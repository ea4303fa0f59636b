use anyhow::{Context, Result};
use rand::rngs::StdRng;
use rand::SeedableRng;
use serde::Serialize;

use super::crop::Crop;
use super::energy::EnergyBal;
use super::meteo::Meteo;
use super::photosyn::Photosyn;
use super::soil::SoilWater;
use super::weather::{WeatherFile, WeatherGenerator, WeatherSource};
use crate::io::ini::Config;
use crate::io::output::RunWriter;
use crate::quad;

/// The composed model: weather source feeding meteorology, and the coupled
/// soil-water / photosynthesis / energy-balance / crop components advanced
/// by one simulation clock.
///
/// Cross-component quantities are passed explicitly in a fixed update order;
/// within an hour the chain is canopy geometry -> flux solve (canopy
/// temperature) -> assimilation.
#[derive(Serialize)]
pub struct Simulation {
    pub meteo: Meteo,
    pub soil: SoilWater,
    pub photosyn: Photosyn,
    pub energy: EnergyBal,
    pub crop: Crop,
}

impl Simulation {
    pub fn new(cfg: &Config) -> Result<Self> {
        let source: Box<dyn WeatherSource> = if cfg.is_generated {
            Box::new(WeatherGenerator::new(
                cfg.generator.clone(),
                StdRng::seed_from_u64(cfg.effective_seed),
            )?)
        } else {
            Box::new(
                WeatherFile::open(cfg.resolve(&cfg.weatherfile))
                    .context("loading the weather file")?,
            )
        };
        Ok(Self {
            meteo: Meteo::new(cfg.site, source)?,
            soil: SoilWater::new(&cfg.soil)?,
            photosyn: Photosyn::new(&cfg.photosyn)?,
            energy: EnergyBal::new(&cfg.energy)?,
            crop: Crop::new(&cfg.crop)?,
        })
    }

    /// One coupled instant: geometry, then fluxes and canopy temperature,
    /// then assimilation at that temperature. The meteorology must already
    /// point at the wanted solar hour.
    fn hour_step(&mut self) -> Result<()> {
        self.photosyn.update_hour(&self.meteo, self.crop.lai);
        self.energy.instant_fluxes(
            &self.meteo,
            &self.soil,
            &self.photosyn,
            self.crop.lai,
            self.crop.laimax,
            self.crop.treehgt,
        )?;
        self.photosyn
            .assimilate(self.energy.canopytemp, &self.meteo, self.crop.treeage);
        Ok(())
    }

    /// Moves the clock one day forward and runs the new-day hooks.
    pub fn advance_day(&mut self) -> Result<()> {
        self.meteo.advance_day()?;
        self.photosyn.on_new_day();
        self.crop.on_new_day();
        Ok(())
    }

    /// One full daily cycle at the current day of year.
    pub fn daily_update(&mut self) -> Result<()> {
        // soil water advances on the previous step's potential ET
        let pet = self.energy.dayet;
        self.soil
            .daily_balance(pet.crop, pet.soil, self.meteo.dayrain, self.crop.lai)?;

        self.energy.set_daily_immutables(self.crop.treehgt);
        self.photosyn.set_daily(self.crop.lai)?;

        // daily latent/sensible heat, integrated over the whole day
        let sums = quad::integrate(5, 0.0, 24.0, |h| {
            self.meteo.set_hour(h);
            self.hour_step()?;
            Ok([
                self.energy.et.total,
                self.energy.et.crop,
                self.energy.et.soil,
                self.energy.h.total,
                self.energy.h.crop,
                self.energy.h.soil,
            ])
        })?;
        self.energy
            .store_daily([sums[0], sums[1], sums[2]], [sums[3], sums[4], sums[5]]);

        // daily canopy assimilation, integrated over daylight
        let (sunrise, sunset) = (self.meteo.sunrise, self.meteo.sunset);
        let assim = quad::integrate(5, sunrise, sunset, |h| {
            self.meteo.set_hour(h);
            self.hour_step()?;
            Ok([self.photosyn.canopyassim])
        })?[0];
        self.photosyn.set_daily_assim(assim, self.crop.plantdens);

        self.crop.daily_growth(
            self.photosyn.dayassim,
            self.soil.stresses.crop,
            self.meteo.daytmean,
            self.meteo.daylen,
        )
    }

    /// Runs `days` daily cycles, writing one output row per day. The first
    /// cycle runs on the initial day; subsequent cycles advance the clock.
    pub fn run_daily(&mut self, days: u32, out: &mut RunWriter) -> Result<()> {
        anyhow::ensure!(days >= 1, "a run needs at least one day");
        out.daily_header(self)?;
        for i in 0..days {
            if i > 0 {
                self.advance_day()?;
            }
            self.daily_update()
                .with_context(|| format!("daily update failed on doy {}", self.meteo.doy))?;
            out.daily_row(self)?;
        }
        Ok(())
    }

    /// Steps hours 0..24 of the current day, writing one instantaneous
    /// record per hour.
    pub fn run_hourly(&mut self, out: &mut RunWriter) -> Result<()> {
        out.hourly_header(self)?;
        self.energy.set_daily_immutables(self.crop.treehgt);
        self.photosyn.set_daily(self.crop.lai)?;
        for hour in 0..24 {
            self.meteo.set_hour(f64::from(hour));
            self.hour_step()
                .with_context(|| format!("hour step failed at hour {hour}"))?;
            out.hourly_row(self)?;
        }
        Ok(())
    }

    /// A JSON snapshot of the full component state.
    pub fn dump_state(&self) -> Result<String> {
        serde_json::to_string_pretty(self).context("serialising model state")
    }
}

#[cfg(test)]
mod tests {
    use super::*;

    fn config(seed: i64) -> Config {
        let mut cfg = Config::default();
        cfg.seed = seed;
        cfg.effective_seed = seed as u64;
        cfg.crop.seed = seed as u64 + 1;
        cfg
    }

    #[test]
    fn test_simulation_boots_and_steps() {
        let mut sim = Simulation::new(&config(7)).unwrap();
        sim.daily_update().unwrap();
        assert!(sim.photosyn.dayassim >= 0.0);
        assert!(sim.energy.dayet.total.is_finite());
        assert!(sim.crop.lai > 0.0);
    }

    #[test]
    fn test_three_days_deterministic() {
        let run = |seed: i64| {
            let mut sim = Simulation::new(&config(seed)).unwrap();
            let mut trace = Vec::new();
            for i in 0..3 {
                if i > 0 {
                    sim.advance_day().unwrap();
                }
                sim.daily_update().unwrap();
                trace.push((
                    sim.photosyn.dayassim.to_bits(),
                    sim.energy.dayet.total.to_bits(),
                    sim.crop.tdmwgt.to_bits(),
                ));
            }
            trace
        };
        assert_eq!(run(3), run(3));
    }

    #[test]
    fn test_dump_state_is_json() {
        let mut sim = Simulation::new(&config(5)).unwrap();
        sim.daily_update().unwrap();
        let dump = sim.dump_state().unwrap();
        let parsed: serde_json::Value = serde_json::from_str(&dump).unwrap();
        assert!(parsed["crop"]["lai"].is_number());
        assert!(parsed["soil"]["layers"].is_array());
    }
}
impl SoilLayer {
    /// Builds a layer from its spec, resolving the pedotransfer functions and
    /// the negative water-content codes. `prev` is `(accthick, thick)` of the
    /// layer above, `accdepth` the running mid-point accumulator.
    fn new(
        thick: f64,
        vwc_code: f64,
        texture: Texture,
        prev: Option<(f64, f64)>,
        accdepth: &mut f64,
        is_top: bool,
    ) -> Result<Self> {
        anyhow::ensure!(thick > 0.0, "soil layer thickness must be positive");
        let (prevaccthick, prevthick) = prev.unwrap_or((0.0, 0.0));
        let accthick = thick + prevaccthick;
        let d = 0.5 * (prevthick + thick);
        let depth = *accdepth + d;
        *accdepth += d;

        // Saxton & Rawls (2006) pedotransfer from texture
        let c = texture.clay / 100.0;
        let s = texture.sand / 100.0;
        let om = texture.om; // stays in percent

        let n1 = -0.024 * s + 0.487 * c + 0.006 * om;
        let n2 = 0.005 * (s * om) - 0.013 * (c * om) + 0.068 * (s * c) + 0.031;
        let theta1500t = n1 + n2;
        let theta1500 = theta1500t + (0.14 * theta1500t - 0.02);

        let n1 = -0.251 * s + 0.195 * c + 0.011 * om;
        let n2 = 0.006 * (s * om) - 0.027 * (c * om) + 0.452 * (s * c) + 0.299;
        let theta33t = n1 + n2;
        let theta33 = theta33t + (1.283 * theta33t * theta33t - 0.374 * theta33t - 0.015);

        let n1 = 0.278 * s + 0.034 * c + 0.022 * om;
        let n2 = -0.018 * (s * om) - 0.027 * (c * om) - 0.584 * (s * c) + 0.078;
        let theta_s33t = n1 + n2;
        let theta_s33 = theta_s33t + 0.636 * theta_s33t - 0.107;

        let theta0 = theta33 + theta_s33 - 0.097 * s + 0.043;

        let dg = (-1.96 * c + 2.3 * (1.0 - s - c) + 5.76 * s).exp();
        let b = 8.25 - 1.26 * dg.ln();
        let psd = 1.0 / b;
        let airentry = 3.9 - 0.61 * dg.ln();

        let swc = Swc {
            sat: theta0,
            fc: theta33,
            pwp: theta1500,
            psd,
            porosity: theta0,
            airentry,
        };
        anyhow::ensure!(
            swc.pwp > 0.0 && swc.pwp < swc.fc && swc.fc < swc.sat,
            "pedotransfer produced an invalid PWP/FC/SAT ordering for texture \
             clay {} %, sand {} %, om {} %",
            texture.clay,
            texture.sand,
            texture.om
        );
        let ksat = 864.0 * 0.07 * (theta0 - (1.0 - (airentry / 33.0).powf(psd))).powi(4);

        // a negative vwc encodes a position on the [-3, -1] SAT-FC-PWP scale
        let vwc = if vwc_code < 0.0 {
            let code = -vwc_code;
            if (1.0..=2.0).contains(&code) {
                swc.sat - (code - 1.0) * (swc.sat - swc.fc)
            } else if code > 2.0 && code <= 3.0 {
                swc.fc - (code - 2.0) * (swc.fc - swc.pwp)
            } else {
                swc.fc
            }
        } else {
            vwc_code
        };

        let mut layer = Self {
            thick,
            texture,
            vwc,
            wc: vwc * thick * 1000.0,
            accthick,
            depth,
            swc,
            ksat,
            k: ksat,
            matric: 0.0,
            gravity: 0.0,
            fluxes: LayerFluxes::default(),
        };
        layer.update_heads_k(is_top);
        Ok(layer)
    }

    /// Updates matric and gravity heads (m) and the unsaturated hydraulic
    /// conductivity (m/day) from the current water content.
    pub fn update_heads_k(&mut self, is_top: bool) {
        let fc = self.swc.fc;
        let vwc = self.vwc;
        // matric suction, kPa converted to m of head
        let hm = if vwc >= fc {
            (33.0 - (33.0 - self.swc.airentry) * (vwc - fc) / (self.swc.sat - fc)) / 10.0
        } else {
            let b = 1.0 / self.swc.psd;
            let a = (3.496508 + b * fc.ln()).exp();
            (a * vwc.max(0.05).powf(-b)) / 10.0
        };
        self.matric = hm.max(0.0);
        self.gravity = self.depth;

        let ae = self.swc.airentry / 10.0;
        let ratio = self.vwc / self.swc.sat;
        if self.matric > ae {
            // exponent correction for the lower layers, calibrated against
            // soil water measurements from the UPM oil palm site
            let ncorr = if is_top { 1.0 } else { 0.2 };
            self.k = self.ksat * ratio.powf(3.0 + ncorr * 2.0 / self.swc.psd);
        } else {
            self.k = self.ksat;
        }
    }

    /// Total head (m): matric + gravity.
    pub fn tothead(&self) -> f64 {
        self.matric + self.gravity
    }
}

**Exercise aim**
Go through the data above from its first line and copy each line exactly, stopping once the line with "instant: geometry, then" has been copied.

**Answer to the exercise**
repository ea4303fa0f59636b
use anyhow::{Context, Result};
use rand::rngs::StdRng;
use rand::SeedableRng;
use serde::Serialize;

use super::crop::Crop;
use super::energy::EnergyBal;
use super::meteo::Meteo;
use super::photosyn::Photosyn;
use super::soil::SoilWater;
use super::weather::{WeatherFile, WeatherGenerator, WeatherSource};
use crate::io::ini::Config;
use crate::io::output::RunWriter;
use crate::quad;

/// The composed model: weather source feeding meteorology, and the coupled
/// soil-water / photosynthesis / energy-balance / crop components advanced
/// by one simulation clock.
///
/// Cross-component quantities are passed explicitly in a fixed update order;
/// within an hour the chain is canopy geometry -> flux solve (canopy
/// temperature) -> assimilation.
#[derive(Serialize)]
pub struct Simulation {
    pub meteo: Meteo,
    pub soil: SoilWater,
    pub photosyn: Photosyn,
    pub energy: EnergyBal,
    pub crop: Crop,
}

impl Simulation {
    pub fn new(cfg: &Config) -> Result<Self> {
        let source: Box<dyn WeatherSource> = if cfg.is_generated {
            Box::new(WeatherGenerator::new(
                cfg.generator.clone(),
                StdRng::seed_from_u64(cfg.effective_seed),
            )?)
        } else {
            Box::new(
                WeatherFile::open(cfg.resolve(&cfg.weatherfile))
                    .context("loading the weather file")?,
            )
        };
        Ok(Self {
            meteo: Meteo::new(cfg.site, source)?,
            soil: SoilWater::new(&cfg.soil)?,
            photosyn: Photosyn::new(&cfg.photosyn)?,
            energy: EnergyBal::new(&cfg.energy)?,
            crop: Crop::new(&cfg.crop)?,
        })
    }

    /// One coupled instant: geometry, then fluxes and canopy temperature,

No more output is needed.